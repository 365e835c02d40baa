//! Display-name lookup for a connection host.
//!
//! Resolution is optional: when it fails or times out the caller falls back to
//! the host string.

use std::time::Duration;

use tracing::debug;

use crate::config::Config;
use crate::executor;

/// Placeholder in resolver arguments replaced by the connection host.
pub const HOST_PLACEHOLDER: &str = "{host}";

/// Turns a connection host into a human-readable device name.
pub trait NameResolver {
    fn resolve(&self, host: &str) -> Option<String>;
}

/// Never resolves; the host becomes the display name.
#[derive(Debug, Clone, Copy, Default)]
pub struct HostFallback;

impl NameResolver for HostFallback {
    fn resolve(&self, _host: &str) -> Option<String> {
        None
    }
}

/// Asks an external program for the name.
///
/// The first non-empty line the program prints on success is the name.
#[derive(Debug, Clone)]
pub struct CommandResolver {
    program: String,
    args: Vec<String>,
    timeout: Duration,
}

impl CommandResolver {
    /// Builds a resolver from an argv; `None` when `command` is empty.
    pub fn new(command: &[String], timeout: Duration) -> Option<Self> {
        let (program, args) = command.split_first()?;
        Some(Self {
            program: program.clone(),
            args: args.to_vec(),
            timeout,
        })
    }

    fn args_for(&self, host: &str) -> Vec<String> {
        self.args
            .iter()
            .map(|a| a.replace(HOST_PLACEHOLDER, host))
            .collect()
    }
}

impl NameResolver for CommandResolver {
    fn resolve(&self, host: &str) -> Option<String> {
        let output = match executor::run_bounded(&self.program, &self.args_for(host), self.timeout)
        {
            Ok(output) => output,
            Err(e) => {
                debug!(host, error = %e, "name resolver failed");
                return None;
            }
        };

        if !output.status.success() {
            debug!(host, status = %output.status, "name resolver exited unsuccessfully");
            return None;
        }

        String::from_utf8_lossy(&output.stdout)
            .lines()
            .map(str::trim)
            .find(|line| !line.is_empty())
            .map(str::to_string)
    }
}

/// The resolver described by the configuration.
pub fn from_config(config: &Config) -> Box<dyn NameResolver> {
    match CommandResolver::new(&config.resolver.command, config.timeouts.resolve()) {
        Some(resolver) => Box::new(resolver),
        None => Box::new(HostFallback),
    }
}

#[cfg(test)]
mod tests {
    use super::*;

    fn sh(script: &str) -> Vec<String> {
        ["sh", "-c", script, "resolver", HOST_PLACEHOLDER]
            .iter()
            .map(|s| s.to_string())
            .collect()
    }

    #[test]
    fn test_command_resolver_substitutes_host() {
        let script = "printf '\\n  Phone of %s  \\nmore\\n' \"$1\"";
        let resolver = CommandResolver::new(&sh(script), Duration::from_secs(5)).unwrap();
        assert_eq!(
            resolver.resolve("10.0.0.5"),
            Some("Phone of 10.0.0.5".to_string())
        );
    }

    #[test]
    fn test_command_resolver_failure_modes() {
        let failing = CommandResolver::new(&sh("echo name; exit 1"), Duration::from_secs(5)).unwrap();
        assert_eq!(failing.resolve("h"), None);

        let silent = CommandResolver::new(&sh("true"), Duration::from_secs(5)).unwrap();
        assert_eq!(silent.resolve("h"), None);

        let slow =
            CommandResolver::new(&sh("sleep 10; echo late"), Duration::from_millis(100)).unwrap();
        assert_eq!(slow.resolve("h"), None);
    }

    #[test]
    fn test_from_config_defaults_to_host_fallback() {
        let config = Config::default();
        assert_eq!(from_config(&config).resolve("10.0.0.5"), None);
        assert!(CommandResolver::new(&[], Duration::from_secs(1)).is_none());
    }
}
//! Log output for the daemon.
//!
//! Events go to a rolling log file and, unless disabled, to stderr. The filter
//! comes from `MOUNTLINK_LOG` when set, otherwise from the configured level.

use std::fs;

use tracing_appender::non_blocking::WorkerGuard;
use tracing_appender::rolling::{RollingFileAppender, Rotation};
use tracing_subscriber::layer::SubscriberExt;
use tracing_subscriber::util::SubscriberInitExt;
use tracing_subscriber::{EnvFilter, Layer, fmt};

use crate::config::{LogConfig, LogRotation};
use crate::error::{Error, Result};

/// Environment variable overriding the configured filter.
pub const LOG_ENV: &str = "MOUNTLINK_LOG";

const LOG_FILE_PREFIX: &str = "mountlink";

/// Installs the global subscriber.
///
/// The returned guard flushes the file writer when dropped and must be held
/// for as long as the process logs.
pub fn init(config: &LogConfig, console: bool) -> Result<WorkerGuard> {
    fs::create_dir_all(&config.directory).map_err(|e| Error::LoggingInit {
        message: format!("cannot create {}: {e}", config.directory.display()),
    })?;

    let appender = RollingFileAppender::builder()
        .rotation(rotation(config.rotation))
        .filename_prefix(LOG_FILE_PREFIX)
        .filename_suffix("log")
        .max_log_files(config.max_files.max(1))
        .build(&config.directory)
        .map_err(|e| Error::LoggingInit {
            message: e.to_string(),
        })?;
    let (writer, guard) = tracing_appender::non_blocking(appender);

    let file_layer = fmt::layer()
        .with_writer(writer)
        .with_ansi(false)
        .with_filter(filter(&config.level)?);

    let console_layer = console.then(|| {
        filter(&config.level).map(|f| {
            fmt::layer()
                .with_writer(std::io::stderr)
                .with_target(false)
                .with_filter(f)
        })
    });
    let console_layer = console_layer.transpose()?;

    tracing_subscriber::registry()
        .with(file_layer)
        .with(console_layer)
        .try_init()
        .map_err(|e| Error::LoggingInit {
            message: e.to_string(),
        })?;

    Ok(guard)
}

fn filter(level: &str) -> Result<EnvFilter> {
    if let Ok(filter) = EnvFilter::try_from_env(LOG_ENV) {
        return Ok(filter);
    }
    EnvFilter::try_new(level).map_err(|e| Error::LoggingInit {
        message: format!("invalid log level '{level}': {e}"),
    })
}

fn rotation(rotation: LogRotation) -> Rotation {
    match rotation {
        LogRotation::Hourly => Rotation::HOURLY,
        LogRotation::Daily => Rotation::DAILY,
        LogRotation::Never => Rotation::NEVER,
    }
}
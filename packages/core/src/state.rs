//! Persistent state: the currently tracked device and the managed devices log.
//!
//! Files under the state directory:
//!
//! - `state.json`: the tracked device (or `null`), including the symlinks that
//!   were created for it. Rewritten atomically.
//! - `managed_devices.jsonl`: one identity per line for every device ever
//!   connected. Append-only; compacted into a fresh file when it grows past
//!   the configured size, with the previous file kept as `.1`.
//!
//! Only the daemon holding the instance lock writes these files.

use std::collections::HashSet;
use std::fs::{self, OpenOptions};
use std::io::{self, Write};
use std::path::{Path, PathBuf};

use serde::{Deserialize, Serialize};
use snafu::ResultExt;
use tracing::{info, warn};

use crate::error::{IoResultExt, Result, StateDecodeSnafu, StateEncodeSnafu};
use crate::fsio;
use crate::identity::DeviceIdentity;

const STATE_FILE: &str = "state.json";
const MANAGED_LOG_FILE: &str = "managed_devices.jsonl";
const STATE_VERSION: u32 = 1;

/// The device the daemon currently considers connected.
#[derive(Debug, Clone, PartialEq, Eq, Serialize, Deserialize)]
pub struct TrackedDevice {
    #[serde(flatten)]
    pub identity: DeviceIdentity,
    /// Mount directory the links point into.
    pub mount_path: PathBuf,
    /// Symlinks created for this device; exactly these are removed on disconnect.
    #[serde(default)]
    pub links: Vec<PathBuf>,
}

/// On-disk record of `state.json`.
#[derive(Debug, Clone, PartialEq, Eq, Serialize, Deserialize)]
pub struct PersistedState {
    #[serde(default = "default_version")]
    pub version: u32,
    #[serde(default)]
    pub device: Option<TrackedDevice>,
}

impl Default for PersistedState {
    fn default() -> Self {
        Self {
            version: STATE_VERSION,
            device: None,
        }
    }
}

fn default_version() -> u32 {
    STATE_VERSION
}

/// Reads and writes the files in the state directory.
#[derive(Debug, Clone)]
pub struct StateStore {
    state_path: PathBuf,
    log_path: PathBuf,
    log_max_bytes: u64,
}

impl StateStore {
    pub fn new(state_dir: &Path, log_max_bytes: u64) -> Self {
        Self {
            state_path: state_dir.join(STATE_FILE),
            log_path: state_dir.join(MANAGED_LOG_FILE),
            log_max_bytes,
        }
    }

    pub fn state_path(&self) -> &Path {
        &self.state_path
    }

    pub fn log_path(&self) -> &Path {
        &self.log_path
    }

    /// Loads the state, treating a missing file as empty.
    ///
    /// A file that cannot be parsed is moved aside to `state.json.corrupt` and
    /// the state is reported empty, so startup reconciliation still runs.
    pub fn load(&self) -> Result<PersistedState> {
        let Some(contents) = self.read_contents()? else {
            return Ok(PersistedState::default());
        };

        match serde_json::from_str(&contents) {
            Ok(state) => Ok(state),
            Err(e) => {
                let aside = self.state_path.with_extension("json.corrupt");
                warn!(
                    path = %self.state_path.display(),
                    error = %e,
                    "state file is corrupt, moving it to {}",
                    aside.display()
                );
                fs::rename(&self.state_path, &aside).state_write_context(&aside)?;
                Ok(PersistedState::default())
            }
        }
    }

    /// Loads the state without modifying anything on disk.
    ///
    /// For readers that do not hold the instance lock: a corrupt file is an
    /// error here and stays where it is.
    pub fn peek(&self) -> Result<PersistedState> {
        match self.read_contents()? {
            Some(contents) => serde_json::from_str(&contents).context(StateDecodeSnafu {
                path: &self.state_path,
            }),
            None => Ok(PersistedState::default()),
        }
    }

    fn read_contents(&self) -> Result<Option<String>> {
        match fs::read_to_string(&self.state_path) {
            Ok(c) => Ok(Some(c)),
            Err(e) if e.kind() == io::ErrorKind::NotFound => Ok(None),
            Err(e) => Err(e).state_read_context(&self.state_path),
        }
    }

    /// The tracked device, if any.
    pub fn current(&self) -> Result<Option<TrackedDevice>> {
        Ok(self.load()?.device)
    }

    /// Records `device` as the connected device.
    pub fn save_current(&self, device: &TrackedDevice) -> Result<()> {
        self.save(&PersistedState {
            version: STATE_VERSION,
            device: Some(device.clone()),
        })
    }

    /// Forgets the connected device.
    pub fn clear(&self) -> Result<()> {
        self.save(&PersistedState::default())
    }

    fn save(&self, state: &PersistedState) -> Result<()> {
        let contents = serde_json::to_string_pretty(state).context(StateEncodeSnafu)?;
        fsio::write_atomic(&self.state_path, contents.as_bytes())
            .state_write_context(&self.state_path)
    }

    /// Appends `identity` to the managed devices log unless its sanitized name
    /// is already there. Returns whether a line was written.
    pub fn record_managed(&self, identity: &DeviceIdentity) -> Result<bool> {
        let known = self.managed_devices()?;
        if known.iter().any(|d| d.same_device(identity)) {
            return Ok(false);
        }

        let mut line = serde_json::to_string(identity).context(StateEncodeSnafu)?;
        line.push('\n');

        if let Some(parent) = self.log_path.parent() {
            fs::create_dir_all(parent).log_append_context(&self.log_path)?;
        }
        let mut file = OpenOptions::new()
            .create(true)
            .append(true)
            .open(&self.log_path)
            .log_append_context(&self.log_path)?;
        file.write_all(line.as_bytes())
            .log_append_context(&self.log_path)?;
        drop(file);

        self.rotate_if_oversized()?;
        Ok(true)
    }

    /// Every device ever managed, deduplicated by sanitized name, oldest first.
    pub fn managed_devices(&self) -> Result<Vec<DeviceIdentity>> {
        let contents = match fs::read_to_string(&self.log_path) {
            Ok(c) => c,
            Err(e) if e.kind() == io::ErrorKind::NotFound => return Ok(Vec::new()),
            Err(e) => return Err(e).state_read_context(&self.log_path),
        };

        let mut seen = HashSet::new();
        let mut devices = Vec::new();
        for (number, line) in contents.lines().enumerate() {
            if line.trim().is_empty() {
                continue;
            }
            match serde_json::from_str::<DeviceIdentity>(line) {
                Ok(identity) => {
                    if seen.insert(identity.sanitized_name.clone()) {
                        devices.push(identity);
                    }
                }
                Err(e) => warn!(
                    path = %self.log_path.display(),
                    line = number + 1,
                    error = %e,
                    "skipping unreadable managed devices entry"
                ),
            }
        }
        Ok(devices)
    }

    fn rotate_if_oversized(&self) -> Result<()> {
        let size = match fs::metadata(&self.log_path) {
            Ok(meta) => meta.len(),
            Err(_) => return Ok(()),
        };
        if size <= self.log_max_bytes {
            return Ok(());
        }

        let devices = self.managed_devices()?;
        let mut compacted = String::new();
        for identity in &devices {
            compacted.push_str(&serde_json::to_string(identity).context(StateEncodeSnafu)?);
            compacted.push('\n');
        }

        let backup = self.log_path.with_extension("jsonl.1");
        fs::copy(&self.log_path, &backup).state_write_context(&backup)?;
        fsio::write_atomic(&self.log_path, compacted.as_bytes())
            .state_write_context(&self.log_path)?;

        info!(
            path = %self.log_path.display(),
            previous_bytes = size,
            devices = devices.len(),
            "rotated managed devices log"
        );
        Ok(())
    }
}

#[cfg(test)]
mod tests {
    use super::*;
    use crate::error::Error;

    fn tracked(name: &str) -> TrackedDevice {
        TrackedDevice {
            identity: DeviceIdentity::new(name, "10.0.0.5", Some(1739)),
            mount_path: PathBuf::from("/run/user/1000/gvfs/sftp:host=10.0.0.5,port=1739"),
            links: vec![PathBuf::from(format!("/home/u/Devices/{name}/Internal"))],
        }
    }

    #[test]
    fn test_missing_state_is_empty() {
        let dir = tempfile::tempdir().unwrap();
        let store = StateStore::new(dir.path(), 1024);
        assert_eq!(store.current().unwrap(), None);
        assert_eq!(store.load().unwrap(), PersistedState::default());
    }

    #[test]
    fn test_save_clear_cycle() {
        let dir = tempfile::tempdir().unwrap();
        let store = StateStore::new(&dir.path().join("state"), 1024);

        let device = tracked("MyPhone");
        store.save_current(&device).unwrap();
        assert_eq!(store.current().unwrap(), Some(device));

        store.clear().unwrap();
        assert_eq!(store.current().unwrap(), None);
    }

    #[test]
    fn test_state_file_layout() {
        let dir = tempfile::tempdir().unwrap();
        let store = StateStore::new(dir.path(), 1024);
        store.save_current(&tracked("MyPhone")).unwrap();

        let raw: serde_json::Value =
            serde_json::from_str(&fs::read_to_string(store.state_path()).unwrap()).unwrap();
        assert_eq!(raw["version"], 1);
        assert_eq!(raw["device"]["display_name"], "MyPhone");
        assert_eq!(raw["device"]["sanitized_name"], "MyPhone");
        assert_eq!(raw["device"]["host"], "10.0.0.5");
        assert_eq!(raw["device"]["port"], 1739);
    }

    #[test]
    fn test_corrupt_state_is_moved_aside() {
        let dir = tempfile::tempdir().unwrap();
        let store = StateStore::new(dir.path(), 1024);
        fs::write(store.state_path(), "{not json").unwrap();

        assert_eq!(store.current().unwrap(), None);
        assert!(!store.state_path().exists());
        assert!(dir.path().join("state.json.corrupt").exists());
    }

    #[test]
    fn test_peek_leaves_corrupt_state_in_place() {
        let dir = tempfile::tempdir().unwrap();
        let store = StateStore::new(dir.path(), 1024);
        assert_eq!(store.peek().unwrap(), PersistedState::default());

        store.save_current(&tracked("MyPhone")).unwrap();
        assert_eq!(store.peek().unwrap().device, Some(tracked("MyPhone")));

        fs::write(store.state_path(), "{not json").unwrap();
        assert!(matches!(store.peek(), Err(Error::StateDecode { .. })));
        assert_eq!(fs::read_to_string(store.state_path()).unwrap(), "{not json");
        assert!(!dir.path().join("state.json.corrupt").exists());
    }

    #[test]
    fn test_record_managed_appends_once() {
        let dir = tempfile::tempdir().unwrap();
        let store = StateStore::new(dir.path(), 1024 * 1024);

        let a = DeviceIdentity::new("Phone A", "10.0.0.5", None);
        let b = DeviceIdentity::new("Phone B", "10.0.0.6", None);
        assert!(store.record_managed(&a).unwrap());
        assert!(!store.record_managed(&a).unwrap());
        assert!(store.record_managed(&b).unwrap());

        assert_eq!(store.managed_devices().unwrap(), vec![a, b]);
        let lines = fs::read_to_string(store.log_path()).unwrap().lines().count();
        assert_eq!(lines, 2);
    }

    #[test]
    fn test_managed_devices_dedups_and_skips_garbage() {
        let dir = tempfile::tempdir().unwrap();
        let store = StateStore::new(dir.path(), 1024 * 1024);
        let a = DeviceIdentity::new("Phone", "10.0.0.5", None);
        let line = serde_json::to_string(&a).unwrap();
        fs::write(store.log_path(), format!("{line}\ngarbage\n\n{line}\n")).unwrap();

        assert_eq!(store.managed_devices().unwrap(), vec![a]);
    }

    #[test]
    fn test_oversized_log_is_compacted() {
        let dir = tempfile::tempdir().unwrap();
        let store = StateStore::new(dir.path(), 200);

        // Duplicates written by hand push the log over the limit.
        let a = DeviceIdentity::new("Phone A", "10.0.0.5", None);
        let line = serde_json::to_string(&a).unwrap();
        fs::write(store.log_path(), format!("{line}\n").repeat(5)).unwrap();

        let b = DeviceIdentity::new("Phone B", "10.0.0.6", None);
        assert!(store.record_managed(&b).unwrap());

        let contents = fs::read_to_string(store.log_path()).unwrap();
        assert_eq!(contents.lines().count(), 2);
        assert_eq!(store.managed_devices().unwrap(), vec![a, b]);
        assert!(dir.path().join("managed_devices.jsonl.1").exists());
    }
}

▶ **Prompt**: Would you copy, unchanged, the stretch of the records above that begins at the line containing "let known = self.managed_devices()?;" and ends at the line containing "line.push('\n');", and only that?

▶ **Written reply**:
        let known = self.managed_devices()?;
        if known.iter().any(|d| d.same_device(identity)) {
            return Ok(false);
        }

        let mut line = serde_json::to_string(identity).context(StateEncodeSnafu)?;
        line.push('\n');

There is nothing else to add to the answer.